» EXERCISE DESCRIPTION: Please copy out the lines in the entries that contain "names".

» Collected data:
::::::

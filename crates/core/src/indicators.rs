//! Quality-indicator summaries.

use crate::constants::UNSPECIFIED_LABEL;
use crate::filter::Filter;
use crate::model::{Indicator, IndicatorKind, IndicatorType, Shift};
use serde::{Deserialize, Serialize};

/// Type and shift selectors of the indicators view.
#[derive(Clone, Copy, Debug, Default, PartialEq, Eq, Serialize, Deserialize)]
#[serde(rename_all = "camelCase")]
pub struct IndicatorFilter {
    #[serde(default, rename = "type")]
    pub indicator_type: Filter<IndicatorType>,
    #[serde(default)]
    pub shift: Filter<Shift>,
}

impl IndicatorFilter {
    pub fn matches(&self, indicator: &Indicator) -> bool {
        self.indicator_type.matches(&indicator.kind.indicator_type())
            && self.shift.matches(&indicator.shift)
    }
}

#[derive(Clone, Copy, Debug, Default, PartialEq, Eq, Serialize, Deserialize)]
pub struct TypeCounts {
    pub lpp: usize,
    pub falls: usize,
    pub extubation: usize,
    pub medication: usize,
}

/// One bucket of a grouping, with its share of the group in percent.
#[derive(Clone, Debug, PartialEq, Serialize, Deserialize)]
pub struct GroupCount {
    pub label: String,
    pub count: usize,
    pub percentage: f64,
}

#[derive(Clone, Debug, PartialEq, Serialize, Deserialize)]
pub struct ShiftShare {
    pub shift: Shift,
    pub count: usize,
    pub percentage: f64,
}

#[derive(Clone, Debug, PartialEq, Serialize, Deserialize)]
#[serde(rename_all = "camelCase")]
pub struct IndicatorSummary {
    pub filter: IndicatorFilter,
    pub indicators: Vec<Indicator>,
    pub counts: TypeCounts,
    pub lpp_by_location: Vec<GroupCount>,
    pub falls_by_type: Vec<GroupCount>,
    /// Computed over every indicator, regardless of the filter.
    pub shift_distribution: Vec<ShiftShare>,
}

fn percentage(count: usize, total: usize) -> f64 {
    if total == 0 {
        0.0
    } else {
        count as f64 / total as f64 * 100.0
    }
}

/// Buckets labels by first appearance.
fn group<'a>(labels: impl Iterator<Item = Option<&'a str>>) -> Vec<GroupCount> {
    let mut buckets: Vec<(String, usize)> = Vec::new();
    let mut total = 0;
    for label in labels {
        let label = label.filter(|l| !l.is_empty()).unwrap_or(UNSPECIFIED_LABEL);
        total += 1;
        match buckets.iter_mut().find(|(l, _)| l == label) {
            Some((_, count)) => *count += 1,
            None => buckets.push((label.to_string(), 1)),
        }
    }
    buckets
        .into_iter()
        .map(|(label, count)| GroupCount {
            label,
            count,
            percentage: percentage(count, total),
        })
        .collect()
}

#[derive(Clone, Debug, Default)]
pub struct IndicatorBoard {
    indicators: Vec<Indicator>,
    filter: IndicatorFilter,
}

impl IndicatorBoard {
    pub fn new(indicators: Vec<Indicator>) -> Self {
        Self {
            indicators,
            filter: IndicatorFilter::default(),
        }
    }

    pub fn all(&self) -> &[Indicator] {
        &self.indicators
    }

    pub fn filter(&self) -> IndicatorFilter {
        self.filter
    }

    pub fn set_filter(&mut self, filter: IndicatorFilter) {
        self.filter = filter;
    }

    pub fn filtered(&self) -> Vec<&Indicator> {
        self.matching(self.filter)
    }

    fn matching(&self, filter: IndicatorFilter) -> Vec<&Indicator> {
        self.indicators
            .iter()
            .filter(|i| filter.matches(i))
            .collect()
    }

    pub fn counts(&self) -> TypeCounts {
        count_types(&self.filtered())
    }

    /// Filtered pressure-injury events bucketed by location.
    pub fn lpp_by_location(&self) -> Vec<GroupCount> {
        lpp_groups(&self.filtered())
    }

    /// Filtered falls bucketed by fall type.
    pub fn falls_by_type(&self) -> Vec<GroupCount> {
        fall_groups(&self.filtered())
    }

    pub fn shift_distribution(&self) -> Vec<ShiftShare> {
        let total = self.indicators.len();
        Shift::ALL
            .iter()
            .map(|&shift| {
                let count = self.indicators.iter().filter(|i| i.shift == shift).count();
                ShiftShare {
                    shift,
                    count,
                    percentage: percentage(count, total),
                }
            })
            .collect()
    }

    pub fn summary(&self) -> IndicatorSummary {
        self.summary_for(self.filter)
    }

    /// The summary under `filter`, leaving the board's own filter unchanged.
    pub fn summary_for(&self, filter: IndicatorFilter) -> IndicatorSummary {
        let matching = self.matching(filter);
        IndicatorSummary {
            filter,
            counts: count_types(&matching),
            lpp_by_location: lpp_groups(&matching),
            falls_by_type: fall_groups(&matching),
            indicators: matching.into_iter().cloned().collect(),
            shift_distribution: self.shift_distribution(),
        }
    }
}

fn count_types(indicators: &[&Indicator]) -> TypeCounts {
    indicators
        .iter()
        .fold(TypeCounts::default(), |mut acc, i| {
            match i.kind.indicator_type() {
                IndicatorType::Lpp => acc.lpp += 1,
                IndicatorType::Falls => acc.falls += 1,
                IndicatorType::Extubation => acc.extubation += 1,
                IndicatorType::Medication => acc.medication += 1,
            }
            acc
        })
}

fn lpp_groups(indicators: &[&Indicator]) -> Vec<GroupCount> {
    group(indicators.iter().filter_map(|i| match &i.kind {
        IndicatorKind::Lpp { location } => Some(location.as_deref()),
        _ => None,
    }))
}

fn fall_groups(indicators: &[&Indicator]) -> Vec<GroupCount> {
    group(indicators.iter().filter_map(|i| match &i.kind {
        IndicatorKind::Falls { fall_type } => Some(fall_type.as_deref()),
        _ => None,
    }))
}
//! Wall clock shown in the header.
//!
//! The clock is display state only: it moves on the refresh ticker. Operations that record an
//! event are handed the event's own instant.

use crate::model::Shift;
use chrono::{DateTime, FixedOffset, NaiveDate, Utc};
use serde::Serialize;

/// The shift covering `instant` in the ward's local time, unless one is pinned.
pub fn shift_at(instant: DateTime<Utc>, offset: FixedOffset, pinned: Option<Shift>) -> Shift {
    pinned.unwrap_or_else(|| Shift::at(instant.with_timezone(&offset).time()))
}

/// The ward's local calendar date at `instant`.
pub fn local_date(instant: DateTime<Utc>, offset: FixedOffset) -> NaiveDate {
    instant.with_timezone(&offset).date_naive()
}

/// The last observed wall-clock instant. Advanced by the refresh ticker.
#[derive(Clone, Copy, Debug, PartialEq, Eq, Serialize)]
pub struct WallClock {
    now: DateTime<Utc>,
}

impl WallClock {
    pub fn new(now: DateTime<Utc>) -> Self {
        Self { now }
    }

    pub fn now(&self) -> DateTime<Utc> {
        self.now
    }

    /// Moves the clock to `now`. Earlier instants are ignored.
    pub fn tick(&mut self, now: DateTime<Utc>) {
        if now > self.now {
            self.now = now;
        }
    }

    pub fn current_shift(&self, offset: FixedOffset, pinned: Option<Shift>) -> Shift {
        shift_at(self.now, offset, pinned)
    }
}

#[cfg(test)]
mod tests {
    use super::*;
    use chrono::{Duration, Offset, TimeZone};

    fn brasilia() -> FixedOffset {
        FixedOffset::west_opt(3 * 3600).unwrap()
    }

    #[test]
    fn tick_only_moves_forward() {
        let start = Utc.with_ymd_and_hms(2024, 1, 20, 16, 0, 0).unwrap();
        let mut clock = WallClock::new(start);
        clock.tick(start - Duration::minutes(5));
        assert_eq!(clock.now(), start);
        clock.tick(start + Duration::seconds(60));
        assert_eq!(clock.now(), start + Duration::seconds(60));
    }

    #[test]
    fn shift_follows_clock_unless_pinned() {
        let utc = Utc.fix();
        let clock = WallClock::new(Utc.with_ymd_and_hms(2024, 1, 20, 23, 0, 0).unwrap());
        assert_eq!(clock.current_shift(utc, None), Shift::Night);
        assert_eq!(clock.current_shift(utc, Some(Shift::Morning)), Shift::Morning);
    }

    #[test]
    fn shift_and_date_use_local_time() {
        // 14:00 UTC is 11:00 in Brasília.
        let instant = Utc.with_ymd_and_hms(2024, 1, 20, 14, 0, 0).unwrap();
        assert_eq!(shift_at(instant, Utc.fix(), None), Shift::Afternoon);
        assert_eq!(shift_at(instant, brasilia(), None), Shift::Morning);

        let after_midnight_utc = Utc.with_ymd_and_hms(2024, 1, 21, 1, 0, 0).unwrap();
        assert_eq!(
            local_date(after_midnight_utc, brasilia()),
            NaiveDate::from_ymd_opt(2024, 1, 20).unwrap()
        );
        assert_eq!(shift_at(after_midnight_utc, brasilia(), None), Shift::Night);
    }
}
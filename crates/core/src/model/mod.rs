//! Ward data model.
//!
//! Passive schema shared by every view and form. Wire names are camelCase; string-valued
//! `type`/`status` fields are enums so that every switch over them is exhaustive.

/// Implements `as_str`, `Display` and `FromStr` for a fieldless enum from a table of wire names.
macro_rules! wire_enum {
    ($ty:ident { $($variant:ident => $wire:literal),+ $(,)? }) => {
        impl $ty {
            pub const ALL: &'static [$ty] = &[$($ty::$variant),+];

            /// Wire name of the value.
            pub fn as_str(self) -> &'static str {
                match self {
                    $($ty::$variant => $wire),+
                }
            }
        }

        impl std::fmt::Display for $ty {
            fn fmt(&self, f: &mut std::fmt::Formatter<'_>) -> std::fmt::Result {
                f.write_str(self.as_str())
            }
        }

        impl std::str::FromStr for $ty {
            type Err = crate::WardError;

            fn from_str(s: &str) -> Result<Self, Self::Err> {
                match s {
                    $($wire => Ok($ty::$variant),)+
                    other => Err(crate::WardError::InvalidInput(format!(
                        concat!("unknown ", stringify!($ty), " '{}'"),
                        other
                    ))),
                }
            }
        }
    };
}

pub(crate) use wire_enum;

mod device;
mod indicator;
mod medication;
mod patient;
mod sbar;
mod scale;
mod shift;
mod task;

pub use device::{Device, DeviceKind, DeviceStatus, DeviceUpdate};
pub use indicator::{Indicator, IndicatorKind, IndicatorType};
pub use medication::{Medication, MedicationKind, MedicationUpdate};
pub use patient::{DecubitusBand, Patient, PatientDetail, PatientStatus};
pub use sbar::SbarRecord;
pub use scale::ScaleEntry;
pub use shift::Shift;
pub use task::{Task, TaskPriority, TaskStatus};

/// Serde adapter for wall-clock times written as `HH:MM`.
///
/// `HH:MM:SS` is accepted on input as well.
pub mod hh_mm {
    use chrono::NaiveTime;
    use serde::{Deserialize, Deserializer, Serializer};

    pub const FORMAT: &str = "%H:%M";

    pub fn serialize<S: Serializer>(time: &NaiveTime, serializer: S) -> Result<S::Ok, S::Error> {
        serializer.serialize_str(&time.format(FORMAT).to_string())
    }

    pub fn deserialize<'de, D: Deserializer<'de>>(deserializer: D) -> Result<NaiveTime, D::Error> {
        let raw = String::deserialize(deserializer)?;
        parse(&raw).map_err(serde::de::Error::custom)
    }

    pub fn parse(raw: &str) -> Result<NaiveTime, chrono::ParseError> {
        NaiveTime::parse_from_str(raw, FORMAT).or_else(|_| NaiveTime::parse_from_str(raw, "%H:%M:%S"))
    }
}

::::::

» EXERCISE RESPONSE:
//! Passive schema shared by every view and form. Wire names are camelCase; string-valued
/// Implements `as_str`, `Display` and `FromStr` for a fieldless enum from a table of wire names.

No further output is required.